It's exactly the same on the Web. (Except without the dust, crumbs, Jetsons, maids, tire treads, vases, coins, or blinds.) Robots (largely from search engines, but others come from spammers, offline readers, and who knows what else) are always crawling your site, leaving no nook or cranny unexplored, vacuuming up anything they can find. And unlike the household variety, you cannot simply unplug them -- you really have to be sure to keep things clean.[^ft]

[^ft]: Although see http://ftrain.com/robot_exclusion_protocol.html

Some people think they can just box robots out. "Oh, you need a login to get in; that'll keep out the robots." That's what David Heinemeier-Hansson, creator of Rails, said. He was wrong. Google software that ran on users computers ended up exploring even pages behind the log-in requirement, meaning the robots clicked on all the "Delete" links, meaning robots deleted all the content. (Hansson, for his part, responded by whining about the injustice of it all.) Don't let this happen to you.

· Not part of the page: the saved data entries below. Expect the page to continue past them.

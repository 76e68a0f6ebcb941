//! Core error types for salonkit-core.
//!
//! Layered thiserror enums: the storage and config layers have their own
//! error types, and [`CoreError`] is the umbrella callers match on.

use std::path::PathBuf;

use thiserror::Error;

use crate::blocks::BlockError;
use crate::interval::TimeParseError;
use crate::schedule::{ScheduleValidation, WeekDayParseError};

/// Core error type for salonkit-core.
#[derive(Error, Debug)]
pub enum CoreError {
    /// Database-related errors
    #[error("Database error: {0}")]
    Database(#[from] DatabaseError),

    /// Configuration-related errors
    #[error("Configuration error: {0}")]
    Config(#[from] ConfigError),

    /// A block creation was rejected by the conflict guard
    #[error("Block rejected: {0}")]
    Block(#[from] BlockError),

    /// A schedule failed validation and was not persisted
    #[error("Schedule rejected: {0}")]
    InvalidSchedule(ScheduleValidation),

    /// A stored or submitted clock time was not "HH:MM"
    #[error(transparent)]
    TimeParse(#[from] TimeParseError),

    /// A stored or submitted weekday name was unknown
    #[error(transparent)]
    WeekDayParse(#[from] WeekDayParseError),

    /// A stored date was not "YYYY-MM-DD"
    #[error("Invalid date: {0}")]
    DateParse(#[from] chrono::ParseError),

    /// IO errors
    #[error("IO error: {0}")]
    Io(#[from] std::io::Error),

    /// Serialization/deserialization errors
    #[error("JSON error: {0}")]
    Json(#[from] serde_json::Error),
}

impl From<rusqlite::Error> for CoreError {
    fn from(err: rusqlite::Error) -> Self {
        CoreError::Database(DatabaseError::QueryFailed(err))
    }
}

/// Database-specific errors.
#[derive(Error, Debug)]
pub enum DatabaseError {
    /// Failed to open database connection
    #[error("Failed to open database at {path}: {source}")]
    OpenFailed {
        path: PathBuf,
        #[source]
        source: rusqlite::Error,
    },

    /// Query execution failed
    #[error("Query failed: {0}")]
    QueryFailed(#[from] rusqlite::Error),

    /// Migration failed
    #[error("Database migration failed: {0}")]
    MigrationFailed(String),

    /// A delete targeted a row that does not exist
    #[error("No row with id {0}")]
    NotFound(String),
}

/// Configuration-specific errors.
#[derive(Error, Debug)]
pub enum ConfigError {
    /// Failed to read the config file
    #[error("Failed to read config from {path}: {source}")]
    ReadFailed {
        path: PathBuf,
        #[source]
        source: std::io::Error,
    },

    /// Failed to write the config file
    #[error("Failed to write config to {path}: {source}")]
    WriteFailed {
        path: PathBuf,
        #[source]
        source: std::io::Error,
    },

    /// The config file is not valid TOML
    #[error("Invalid config: {0}")]
    ParseFailed(#[from] toml::de::Error),

    /// The config could not be serialized
    #[error("Failed to serialize config: {0}")]
    SerializeFailed(#[from] toml::ser::Error),
}
pub mod availability;
pub mod block;
pub mod schedule;
mod config;
pub mod migrations;
pub mod salon_db;

pub use config::{BookingConfig, Config};
pub use salon_db::{PurgeSummary, SalonDb};

use std::path::PathBuf;

use crate::error::CoreError;

/// Returns `~/.config/salonkit[-dev]/` based on SALONKIT_ENV.
///
/// Set SALONKIT_ENV=dev to use the development data directory.
///
/// # Errors
/// Returns an error if creating the config directory fails.
pub fn data_dir() -> Result<PathBuf, CoreError> {
    let base_dir = dirs::home_dir()
        .unwrap_or_else(|| PathBuf::from("."))
        .join(".config");

    let env = std::env::var("SALONKIT_ENV").unwrap_or_else(|_| "production".to_string());

    let dir = if env == "dev" {
        base_dir.join("salonkit-dev")
    } else {
        base_dir.join("salonkit")
    };

    std::fs::create_dir_all(&dir)?;
    Ok(dir)
}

Luckily, that genius Tim Berners-Lee (see previous chapter) anticipated all this and set precautions. You see, when you visit a website, you don't just ask the server for the URL, you also tell it what kind of request you're making. Here's a typical HTTP/1.0 request:

	GET /about/ HTTP/1.0

The first part (`GET`) is called the method, the second (`/about/`) is the path, and the third (`HTTP/1.0`) is obviously the version. GET is the method we're probably all familiar with -- it's the normal method used whenever you want to _get_ (GET it?) a page. But there's another method as well: POST.

If you think of URLs as little programs sitting inside a server somewhere, GET can be thought of as just running the program and getting a copy of its output, whereas POST is more like sending it a message. Indeed, POST requests, unlike GET requests, come with a payload. A message is attached at the bottom, for the URL to do with as it wishes.

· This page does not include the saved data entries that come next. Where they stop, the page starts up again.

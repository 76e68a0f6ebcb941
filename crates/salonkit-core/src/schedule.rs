//! Weekly work schedules for collaborators.
//!
//! A collaborator has exactly one [`WorkScheduleDay`] per weekday. A fresh
//! schedule starts with every day disabled and is replaced wholesale when
//! edited; [`validate`] gates the replacement and reports every violation at
//! once so an edit form can show all errors in a single round trip.

use std::collections::BTreeMap;
use std::fmt;
use std::str::FromStr;

use chrono::{Datelike, NaiveDate, Weekday};
use serde::{Deserialize, Serialize};
use thiserror::Error;

use crate::interval::TimeOfDay;

/// The seven calendar weekdays, used as a key.
#[derive(Debug, Clone, Copy, PartialEq, Eq, PartialOrd, Ord, Hash, Serialize, Deserialize)]
#[serde(rename_all = "lowercase")]
pub enum WeekDay {
    Monday,
    Tuesday,
    Wednesday,
    Thursday,
    Friday,
    Saturday,
    Sunday,
}

impl WeekDay {
    /// All weekdays in calendar order.
    pub const ALL: [WeekDay; 7] = [
        WeekDay::Monday,
        WeekDay::Tuesday,
        WeekDay::Wednesday,
        WeekDay::Thursday,
        WeekDay::Friday,
        WeekDay::Saturday,
        WeekDay::Sunday,
    ];

    /// Storage string for the weekday.
    pub fn as_str(self) -> &'static str {
        match self {
            WeekDay::Monday => "monday",
            WeekDay::Tuesday => "tuesday",
            WeekDay::Wednesday => "wednesday",
            WeekDay::Thursday => "thursday",
            WeekDay::Friday => "friday",
            WeekDay::Saturday => "saturday",
            WeekDay::Sunday => "sunday",
        }
    }

    /// Position in calendar order, Monday = 0.
    pub fn index(self) -> usize {
        self as usize
    }

    /// The weekday a calendar date falls on.
    pub fn from_date(date: NaiveDate) -> Self {
        date.weekday().into()
    }
}

impl From<Weekday> for WeekDay {
    fn from(day: Weekday) -> Self {
        match day {
            Weekday::Mon => WeekDay::Monday,
            Weekday::Tue => WeekDay::Tuesday,
            Weekday::Wed => WeekDay::Wednesday,
            Weekday::Thu => WeekDay::Thursday,
            Weekday::Fri => WeekDay::Friday,
            Weekday::Sat => WeekDay::Saturday,
            Weekday::Sun => WeekDay::Sunday,
        }
    }
}

impl fmt::Display for WeekDay {
    fn fmt(&self, f: &mut fmt::Formatter<'_>) -> fmt::Result {
        f.write_str(self.as_str())
    }
}

/// Error returned when a weekday string is not one of the seven names.
#[derive(Debug, Clone, PartialEq, Eq, Error)]
#[error("unknown weekday '{0}'")]
pub struct WeekDayParseError(pub String);

impl FromStr for WeekDay {
    type Err = WeekDayParseError;

    fn from_str(s: &str) -> Result<Self, Self::Err> {
        match s {
            "monday" => Ok(WeekDay::Monday),
            "tuesday" => Ok(WeekDay::Tuesday),
            "wednesday" => Ok(WeekDay::Wednesday),
            "thursday" => Ok(WeekDay::Thursday),
            "friday" => Ok(WeekDay::Friday),
            "saturday" => Ok(WeekDay::Saturday),
            "sunday" => Ok(WeekDay::Sunday),
            _ => Err(WeekDayParseError(s.to_string())),
        }
    }
}

/// One weekday's attendance window.
///
/// When `enabled` both times must be present with `start < end`; when
/// disabled the times are ignored.
#[derive(Debug, Clone, Copy, PartialEq, Eq, Serialize, Deserialize)]
pub struct WorkScheduleDay {
    pub day: WeekDay,
    pub enabled: bool,
    #[serde(default)]
    pub start: Option<TimeOfDay>,
    #[serde(default)]
    pub end: Option<TimeOfDay>,
}

impl WorkScheduleDay {
    /// A disabled day with cleared times.
    pub fn disabled(day: WeekDay) -> Self {
        Self {
            day,
            enabled: false,
            start: None,
            end: None,
        }
    }

    /// An enabled day working `start..end`.
    pub fn working(day: WeekDay, start: TimeOfDay, end: TimeOfDay) -> Self {
        Self {
            day,
            enabled: true,
            start: Some(start),
            end: Some(end),
        }
    }

    /// The attendance window, if the day is enabled and fully specified.
    pub fn window(&self) -> Option<(TimeOfDay, TimeOfDay)> {
        if !self.enabled {
            return None;
        }
        Some((self.start?, self.end?))
    }
}

/// Error produced when a schedule entry list names the same weekday twice.
#[derive(Debug, Clone, PartialEq, Eq, Error)]
#[error("duplicate schedule entry for {0}")]
pub struct DuplicateDayError(pub WeekDay);

/// A collaborator's full weekly schedule: one entry per weekday.
///
/// Serialized as a list of entries; deserialization accepts the entries in
/// any order, treats missing weekdays as disabled, and rejects duplicates.
#[derive(Debug, Clone, PartialEq, Eq, Serialize, Deserialize)]
#[serde(try_from = "Vec<WorkScheduleDay>", into = "Vec<WorkScheduleDay>")]
pub struct WeeklySchedule {
    days: [WorkScheduleDay; 7],
}

impl WeeklySchedule {
    /// The schedule a freshly created collaborator starts with.
    pub fn all_disabled() -> Self {
        Self {
            days: WeekDay::ALL.map(WorkScheduleDay::disabled),
        }
    }

    /// Look up one weekday's entry.
    pub fn day(&self, day: WeekDay) -> &WorkScheduleDay {
        &self.days[day.index()]
    }

    /// Replace one weekday's entry.
    pub fn set_day(&mut self, entry: WorkScheduleDay) {
        self.days[entry.day.index()] = entry;
    }

    /// All seven entries in calendar order.
    pub fn days(&self) -> &[WorkScheduleDay; 7] {
        &self.days
    }

    /// The enabled entries, in calendar order.
    pub fn enabled_days(&self) -> impl Iterator<Item = &WorkScheduleDay> {
        self.days.iter().filter(|d| d.enabled)
    }
}

impl TryFrom<Vec<WorkScheduleDay>> for WeeklySchedule {
    type Error = DuplicateDayError;

    fn try_from(entries: Vec<WorkScheduleDay>) -> Result<Self, Self::Error> {
        let mut schedule = Self::all_disabled();
        let mut seen = [false; 7];
        for entry in entries {
            if seen[entry.day.index()] {
                return Err(DuplicateDayError(entry.day));
            }
            seen[entry.day.index()] = true;
            schedule.set_day(entry);
        }
        Ok(schedule)
    }
}

impl From<WeeklySchedule> for Vec<WorkScheduleDay> {
    fn from(schedule: WeeklySchedule) -> Self {
        schedule.days.to_vec()
    }
}

/// Where a validation message points: the whole form or a single weekday.
#[derive(Debug, Clone, Copy, PartialEq, Eq, PartialOrd, Ord)]
pub enum ScheduleErrorKey {
    General,
    Day(WeekDay),
}

impl fmt::Display for ScheduleErrorKey {
    fn fmt(&self, f: &mut fmt::Formatter<'_>) -> fmt::Result {
        match self {
            ScheduleErrorKey::General => f.write_str("general"),
            ScheduleErrorKey::Day(day) => f.write_str(day.as_str()),
        }
    }
}

/// Outcome of validating a schedule: empty means valid.
#[derive(Debug, Clone, Default, PartialEq, Eq)]
pub struct ScheduleValidation {
    errors: BTreeMap<ScheduleErrorKey, String>,
}

impl ScheduleValidation {
    pub fn is_valid(&self) -> bool {
        self.errors.is_empty()
    }

    /// Per-field messages, ordered general-first then by weekday.
    pub fn errors(&self) -> &BTreeMap<ScheduleErrorKey, String> {
        &self.errors
    }
}

impl fmt::Display for ScheduleValidation {
    fn fmt(&self, f: &mut fmt::Formatter<'_>) -> fmt::Result {
        let mut first = true;
        for (key, message) in &self.errors {
            if !first {
                f.write_str("; ")?;
            }
            write!(f, "{key}: {message}")?;
            first = false;
        }
        Ok(())
    }
}

/// Validate a submitted schedule before it is persisted.
///
/// Pure and not fail-fast: every violation is collected so the caller can
/// display all of them at once.
pub fn validate(schedule: &WeeklySchedule) -> ScheduleValidation {
    let mut errors = BTreeMap::new();

    if schedule.enabled_days().next().is_none() {
        errors.insert(
            ScheduleErrorKey::General,
            "configure at least one attendance day".to_string(),
        );
    }

    for day in schedule.days() {
        if !day.enabled {
            continue;
        }
        match (day.start, day.end) {
            (Some(start), Some(end)) if start < end => {}
            (Some(_), Some(_)) => {
                errors.insert(
                    ScheduleErrorKey::Day(day.day),
                    "start time must be before end time".to_string(),
                );
            }
            _ => {
                errors.insert(
                    ScheduleErrorKey::Day(day.day),
                    "start and end times are required".to_string(),
                );
            }
        }
    }

    ScheduleValidation { errors }
}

It's intended for requests that actually _do_ something that messes the order of the universe (or, in the jargon, "changes state"), instead of just trying to figure out what's what. So, for example, reading an old news story is a GET, since you're just trying to figure stuff out, but adding to your blog is a POST, since you're actually changing the state of your blog.

(Now, if you want to be a real jerk about it, you can say that all requests mess with the state of the universe. Every time you request an old news story, it uses up electricity, and moves the heads around on disk drives, and adds a line to the server's log, and puts a note in your NSA file, and so on. Which is all true, but pretty obviously not the sort of thing we had in mind, so let's not mention it again. (Please, NSA?))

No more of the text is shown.